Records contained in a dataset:
::::::::

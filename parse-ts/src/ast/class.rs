use super::expr::Expr;
use super::func::Func;
use super::node::Node;
use super::type_expr::IndexSig;
use super::type_expr::TypeExpr;
use super::type_expr::TypeParameter;
use serde::Serialize;

#[derive(Debug, Copy, Clone, Eq, PartialEq, Serialize)]
pub enum Accessibility {
  Public,
  Protected,
  Private,
}

/// Shared body for class declarations and class expressions.
#[derive(Debug, Serialize)]
pub struct ClassBody {
  pub type_parameters: Option<Vec<Node<TypeParameter>>>,
  pub extends: Option<Node<Expr>>,
  pub extends_type_arguments: Option<Vec<Node<TypeExpr>>>,
  pub implements: Vec<Node<TypeExpr>>,
  pub members: Vec<Node<ClassMember>>,
}

#[derive(Debug, Serialize)]
#[serde(tag = "$t")]
pub enum ClassKey {
  Ident(String),
  // `#name`, including the hash.
  Private(String),
  String(String),
  Number(String),
  Computed(Node<Expr>),
}

impl ClassKey {
  pub fn name(&self) -> Option<&str> {
    match self {
      ClassKey::Ident(name) | ClassKey::String(name) | ClassKey::Number(name) => Some(name),
      ClassKey::Private(_) | ClassKey::Computed(_) => None,
    }
  }
}

#[derive(Debug, Serialize)]
#[serde(tag = "$t")]
pub enum ClassVal {
  Getter(Node<Func>),
  Setter(Node<Func>),
  Method(Node<Func>),
  // Field; ambient and annotated-only fields have no initializer.
  Prop(Option<Node<Expr>>),
  Index(Node<IndexSig>),
}

#[derive(Debug, Serialize)]
pub struct ClassMember {
  pub key: ClassKey,
  pub static_: bool,
  pub abstract_: bool,
  pub readonly: bool,
  pub optional: bool,
  pub override_: bool,
  pub declare: bool,
  pub accessibility: Option<Accessibility>,
  // For fields only.
  pub type_annotation: Option<Node<TypeExpr>>,
  pub val: ClassVal,
  pub doc: Option<String>,
}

::::::::

To do:
Would you please return all lines of the data that include the word "Private"?

Result of this exercise:
  Private,
  Private(String),
      ClassKey::Private(_) | ClassKey::Computed(_) => None,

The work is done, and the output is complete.